[Dataset entries]
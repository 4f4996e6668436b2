//! Integration tests for the fetch orchestrator.
//!
//! The document service and the auth provider are replaced by in-process
//! fakes that count their calls, so these tests never touch the network.
//!
//! Run with:
//!   RUST_LOG=library_docs=debug cargo test --test fetch -- --nocapture

use async_trait::async_trait;
use library_docs::{
    AuthHandle, AuthProvider, ClientError, DocumentClient, LastModifyingUser, Library,
    LibraryConfig, LibraryError, MemoryCache, PayloadCache, RequestContext, RevisionInfo,
};
use std::sync::atomic::{AtomicUsize, Ordering};
use std::sync::{Arc, Mutex};
use std::time::Duration;
use tokio::sync::Notify;

const MULTISECTION: &str = include_str!("fixtures/multisection.html");
const SIMPLE: &str = include_str!("fixtures/simple.html");
const RAW_HTML: &str = "<h1>This is a raw HTML document</h1>";

// ── Test helpers ─────────────────────────────────────────────────────────────

struct FakeAuth {
    fail: bool,
    calls: AtomicUsize,
}

impl FakeAuth {
    fn ok() -> Arc<Self> {
        Arc::new(Self {
            fail: false,
            calls: AtomicUsize::new(0),
        })
    }

    fn failing() -> Arc<Self> {
        Arc::new(Self {
            fail: true,
            calls: AtomicUsize::new(0),
        })
    }
}

#[async_trait]
impl AuthProvider for FakeAuth {
    async fn credentials(&self) -> Result<AuthHandle, LibraryError> {
        self.calls.fetch_add(1, Ordering::SeqCst);
        if self.fail {
            return Err(LibraryError::CredentialsUnavailable {
                detail: "service account key missing".into(),
            });
        }
        Ok(AuthHandle::bearer("test-token"))
    }
}

/// What the fake service answers for revision lookups.
enum RevisionReply {
    Author { mime: &'static str, name: &'static str },
    Fail,
}

/// Makes content and revision calls wait for each other: each side signals
/// its own arrival, then waits for the other's. Only callers that have both
/// requests in flight at once get past it.
#[derive(Default)]
struct Rendezvous {
    content_arrived: Notify,
    revision_arrived: Notify,
}

struct FakeDrive {
    body: String,
    revision: RevisionReply,
    content_fails: bool,
    export_calls: AtomicUsize,
    raw_calls: AtomicUsize,
    revision_calls: AtomicUsize,
    export_mimes: Mutex<Vec<String>>,
    rendezvous: Option<Rendezvous>,
}

impl FakeDrive {
    fn new(body: &str, revision: RevisionReply) -> Self {
        Self {
            body: body.to_string(),
            revision,
            content_fails: false,
            export_calls: AtomicUsize::new(0),
            raw_calls: AtomicUsize::new(0),
            revision_calls: AtomicUsize::new(0),
            export_mimes: Mutex::new(Vec::new()),
            rendezvous: None,
        }
    }

    fn document(body: &str) -> Arc<Self> {
        Arc::new(Self::new(
            body,
            RevisionReply::Author {
                mime: "application/vnd.google-apps.document",
                name: "John Smith",
            },
        ))
    }

    fn content_calls(&self) -> usize {
        self.export_calls.load(Ordering::SeqCst) + self.raw_calls.load(Ordering::SeqCst)
    }
}

#[async_trait]
impl DocumentClient for FakeDrive {
    async fn export_content(
        &self,
        auth: &AuthHandle,
        _id: &str,
        mime_type: &str,
    ) -> Result<String, ClientError> {
        assert_eq!(auth.token(), "test-token");
        self.export_calls.fetch_add(1, Ordering::SeqCst);
        self.export_mimes.lock().unwrap().push(mime_type.to_string());
        if let Some(r) = &self.rendezvous {
            r.content_arrived.notify_one();
            r.revision_arrived.notified().await;
        }
        if self.content_fails {
            return Err(ClientError::Http {
                status: 404,
                detail: "File not found".into(),
            });
        }
        Ok(self.body.clone())
    }

    async fn get_raw_content(&self, _auth: &AuthHandle, _id: &str) -> Result<String, ClientError> {
        self.raw_calls.fetch_add(1, Ordering::SeqCst);
        Ok(self.body.clone())
    }

    async fn get_revision(
        &self,
        _auth: &AuthHandle,
        _id: &str,
        revision_id: &str,
        fields: &str,
    ) -> Result<RevisionInfo, ClientError> {
        assert_eq!(revision_id, "1");
        assert_eq!(fields, "*");
        self.revision_calls.fetch_add(1, Ordering::SeqCst);
        if let Some(r) = &self.rendezvous {
            r.revision_arrived.notify_one();
            r.content_arrived.notified().await;
        }
        match &self.revision {
            RevisionReply::Author { mime, name } => Ok(RevisionInfo {
                mime_type: mime.to_string(),
                modified_time: "2017-01-01T19:55:07.353Z".into(),
                last_modifying_user: LastModifyingUser {
                    display_name: Some(name.to_string()),
                    ..Default::default()
                },
                ..Default::default()
            }),
            RevisionReply::Fail => Err(ClientError::Transport("connection reset".into())),
        }
    }
}

/// Route library logs to the test harness; `RUST_LOG=debug` shows them.
fn init_tracing() {
    let _ = tracing_subscriber::fmt()
        .with_env_filter(tracing_subscriber::EnvFilter::from_default_env())
        .with_test_writer()
        .try_init();
}

fn library(
    auth: Arc<FakeAuth>,
    drive: Arc<FakeDrive>,
    cache: Arc<MemoryCache>,
) -> Library {
    init_tracing();
    Library::new(LibraryConfig::default(), auth, drive, cache)
}

fn ctx(id: &str) -> RequestContext {
    RequestContext::new(format!("/{id}")).with_request_id("test")
}

// ── Resource types ───────────────────────────────────────────────────────────

#[tokio::test]
async fn unsupported_type_yields_placeholder() {
    let drive = FakeDrive::document(SIMPLE);
    let cache = Arc::new(MemoryCache::new());
    let lib = library(FakeAuth::ok(), drive.clone(), cache.clone());

    let payload = lib.fetch_doc("doc1", "badtype", &ctx("doc1")).await.unwrap();
    assert_eq!(payload.html, "Library does not support viewing badtypes yet.");
    assert!(payload.sections.is_empty());
    assert_eq!(drive.content_calls(), 0);
    assert_eq!(drive.revision_calls.load(Ordering::SeqCst), 0);
    assert!(cache.get("doc1").await.is_none());
}

#[tokio::test]
async fn raw_html_is_served_unmodified() {
    let drive = FakeDrive::document(RAW_HTML);
    let cache = Arc::new(MemoryCache::new());
    let lib = library(FakeAuth::ok(), drive.clone(), cache.clone());

    let payload = lib.fetch_doc("raw", "text/html", &ctx("raw")).await.unwrap();
    assert_eq!(payload.html, RAW_HTML);
    assert!(payload.sections.is_empty());
    assert_eq!(drive.raw_calls.load(Ordering::SeqCst), 1);
    assert_eq!(drive.export_calls.load(Ordering::SeqCst), 0);
    // No revision history for raw files, so nothing is cached either.
    assert_eq!(drive.revision_calls.load(Ordering::SeqCst), 0);
    assert!(cache.get("raw").await.is_none());
}

#[tokio::test]
async fn document_is_exported_as_html() {
    let drive = FakeDrive::document(MULTISECTION);
    let lib = library(FakeAuth::ok(), drive.clone(), Arc::new(MemoryCache::new()));

    lib.fetch_doc("doc", "document", &ctx("doc")).await.unwrap();
    assert_eq!(*drive.export_mimes.lock().unwrap(), vec!["text/html".to_string()]);
}

#[tokio::test]
async fn presentation_is_exported_as_plain_text() {
    let drive = Arc::new(FakeDrive::new(
        "## Agenda\n\nKickoff\n\n### Goals\n\nShip it\n",
        RevisionReply::Author {
            mime: "application/vnd.google-apps.presentation",
            name: "Ana Lima",
        },
    ));
    let cache = Arc::new(MemoryCache::new());
    let lib = library(FakeAuth::ok(), drive.clone(), cache.clone());

    let payload = lib.fetch_doc("deck", "presentation", &ctx("deck")).await.unwrap();
    assert_eq!(*drive.export_mimes.lock().unwrap(), vec!["text/plain".to_string()]);
    assert_eq!(payload.byline, "Ana Lima");
    assert_eq!(payload.sections.len(), 1);
    assert_eq!(payload.sections[0].heading, "Agenda");
    assert_eq!(payload.sections[0].subsections[0].heading, "Goals");
    assert!(cache.get("deck").await.is_some());
}

// ── Formatting ───────────────────────────────────────────────────────────────

#[tokio::test]
async fn multisection_document_is_outlined() {
    let drive = FakeDrive::document(MULTISECTION);
    let lib = library(FakeAuth::ok(), drive, Arc::new(MemoryCache::new()));

    let payload = lib.fetch_doc("doc", "document", &ctx("doc")).await.unwrap();
    assert_eq!(payload.sections.len(), 2);
    assert_eq!(payload.sections[0].subsections.len(), 3);
    assert_eq!(payload.sections[0].heading, "Getting Started");
    assert_eq!(payload.sections[0].url, "#h.intro");
    assert_eq!(payload.sections[1].heading, "Publishing");

    let headings: Vec<_> = payload.sections[0]
        .subsections
        .iter()
        .map(|s| s.heading.as_str())
        .collect();
    assert_eq!(headings, vec!["Accounts", "Tools", "Style"]);
}

#[tokio::test]
async fn multisection_export_is_cleaned() {
    let drive = FakeDrive::document(MULTISECTION);
    let lib = library(FakeAuth::ok(), drive, Arc::new(MemoryCache::new()));

    let payload = lib.fetch_doc("doc", "document", &ctx("doc")).await.unwrap();
    let html = &payload.html;
    assert!(!html.contains("<style"), "{html}");
    assert!(!html.contains("class="), "{html}");
    assert!(!html.contains("#cmnt"), "{html}");
    assert!(html.contains(r#"href="https://example.org/tools""#), "{html}");
    assert!(html.contains("<strong>Request</strong>"), "{html}");
    assert!(html.contains("<em>Follow</em>"), "{html}");
}

#[tokio::test]
async fn body_byline_and_revision_author_are_reported() {
    let drive = FakeDrive::document(MULTISECTION);
    let lib = library(FakeAuth::ok(), drive, Arc::new(MemoryCache::new()));

    let payload = lib.fetch_doc("doc", "document", &ctx("doc")).await.unwrap();
    assert_eq!(payload.byline, "Jane Doe");
    assert_eq!(payload.created_by, "John Smith");
    assert!(!payload.html.contains("By Jane Doe"));
}

#[tokio::test]
async fn revision_author_is_the_byline_fallback() {
    let drive = FakeDrive::document(SIMPLE);
    let lib = library(FakeAuth::ok(), drive, Arc::new(MemoryCache::new()));

    let payload = lib.fetch_doc("doc", "document", &ctx("doc")).await.unwrap();
    assert_eq!(payload.byline, "John Smith");
    assert_eq!(payload.html, "<p>A short note with no headings and no byline.</p>");
    assert!(payload.sections.is_empty());
}

// ── Caching ──────────────────────────────────────────────────────────────────

#[tokio::test]
async fn second_fetch_is_a_cache_hit() {
    let auth = FakeAuth::ok();
    let drive = FakeDrive::document(MULTISECTION);
    let cache = Arc::new(MemoryCache::new());
    let lib = library(auth.clone(), drive.clone(), cache.clone());

    let first = lib.fetch_doc("doc", "document", &ctx("doc")).await.unwrap();
    let second = lib.fetch_doc("doc", "document", &ctx("doc")).await.unwrap();

    assert_eq!(first, second);
    assert_eq!(drive.content_calls(), 1);
    assert_eq!(drive.revision_calls.load(Ordering::SeqCst), 1);
    assert_eq!(auth.calls.load(Ordering::SeqCst), 1);

    let entry = cache.get("doc").await.expect("payload cached");
    assert_eq!(entry.modified_time, "2017-01-01T19:55:07.353Z");
}

#[tokio::test]
async fn non_capable_mimetype_is_not_cached() {
    let drive = Arc::new(FakeDrive::new(
        SIMPLE,
        RevisionReply::Author {
            mime: "application/vnd.google-apps.spreadsheet",
            name: "John Smith",
        },
    ));
    let cache = Arc::new(MemoryCache::new());
    let lib = library(FakeAuth::ok(), drive.clone(), cache.clone());

    lib.fetch_doc("doc", "document", &ctx("doc")).await.unwrap();
    assert!(cache.get("doc").await.is_none());

    lib.fetch_doc("doc", "document", &ctx("doc")).await.unwrap();
    assert_eq!(drive.content_calls(), 2);
}

#[tokio::test]
async fn stale_entries_can_be_purged() {
    let drive = FakeDrive::document(SIMPLE);
    let cache = Arc::new(MemoryCache::new());
    let lib = library(FakeAuth::ok(), drive.clone(), cache.clone());

    lib.fetch_doc("doc", "document", &ctx("doc")).await.unwrap();
    assert!(!lib.purge_if_stale("doc", "2017-01-01T19:55:07.353Z").await);
    assert!(lib.purge_if_stale("doc", "2018-06-01T00:00:00.000Z").await);

    lib.fetch_doc("doc", "document", &ctx("doc")).await.unwrap();
    assert_eq!(drive.content_calls(), 2);
}

// ── Failures ─────────────────────────────────────────────────────────────────

#[tokio::test]
async fn revision_failure_degrades_to_sentinel() {
    let drive = Arc::new(FakeDrive::new(SIMPLE, RevisionReply::Fail));
    let cache = Arc::new(MemoryCache::new());
    let lib = library(FakeAuth::ok(), drive.clone(), cache.clone());

    let payload = lib.fetch_doc("doc", "document", &ctx("doc")).await.unwrap();
    assert_eq!(payload.created_by, "");
    assert_eq!(payload.byline, "Unknown");
    assert_eq!(drive.revision_calls.load(Ordering::SeqCst), 1);
    assert!(cache.get("doc").await.is_none());
}

#[tokio::test]
async fn credential_failure_propagates() {
    let auth = FakeAuth::failing();
    let drive = FakeDrive::document(SIMPLE);
    let lib = library(auth, drive.clone(), Arc::new(MemoryCache::new()));

    let err = lib.fetch_doc("doc", "document", &ctx("doc")).await.unwrap_err();
    assert!(matches!(err, LibraryError::CredentialsUnavailable { .. }));
    assert_eq!(drive.content_calls(), 0);
}

#[tokio::test]
async fn content_and_revision_are_requested_concurrently() {
    let mut drive = FakeDrive::new(
        MULTISECTION,
        RevisionReply::Author {
            mime: "application/vnd.google-apps.document",
            name: "John Smith",
        },
    );
    drive.rendezvous = Some(Rendezvous::default());
    let lib = library(FakeAuth::ok(), Arc::new(drive), Arc::new(MemoryCache::new()));

    // Awaiting one request before starting the other never completes.
    let fetched = tokio::time::timeout(
        Duration::from_secs(5),
        lib.fetch_doc("doc", "document", &ctx("doc")),
    )
    .await
    .expect("content and revision requests were not in flight together");
    let payload = fetched.unwrap();
    assert_eq!(payload.created_by, "John Smith");
    assert_eq!(payload.sections.len(), 2);
}

#[tokio::test]
async fn content_failure_propagates() {
    let mut drive = FakeDrive::new(
        SIMPLE,
        RevisionReply::Author {
            mime: "application/vnd.google-apps.document",
            name: "John Smith",
        },
    );
    drive.content_fails = true;
    let cache = Arc::new(MemoryCache::new());
    let lib = library(FakeAuth::ok(), Arc::new(drive), cache.clone());

    let err = lib.fetch_doc("gone", "document", &ctx("gone")).await.unwrap_err();
    match err {
        LibraryError::ContentFetchFailed { id, source } => {
            assert_eq!(id, "gone");
            assert!(source.is_not_found());
        }
        other => panic!("unexpected error: {other}"),
    }
    assert!(cache.get("gone").await.is_none());
}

• **What the exercise asks**
The result should be every line that contains "AuthProvider", copied from the entries.

• **Reply to the task**
    AuthHandle, AuthProvider, ClientError, DocumentClient, LastModifyingUser, Library,
impl AuthProvider for FakeAuth {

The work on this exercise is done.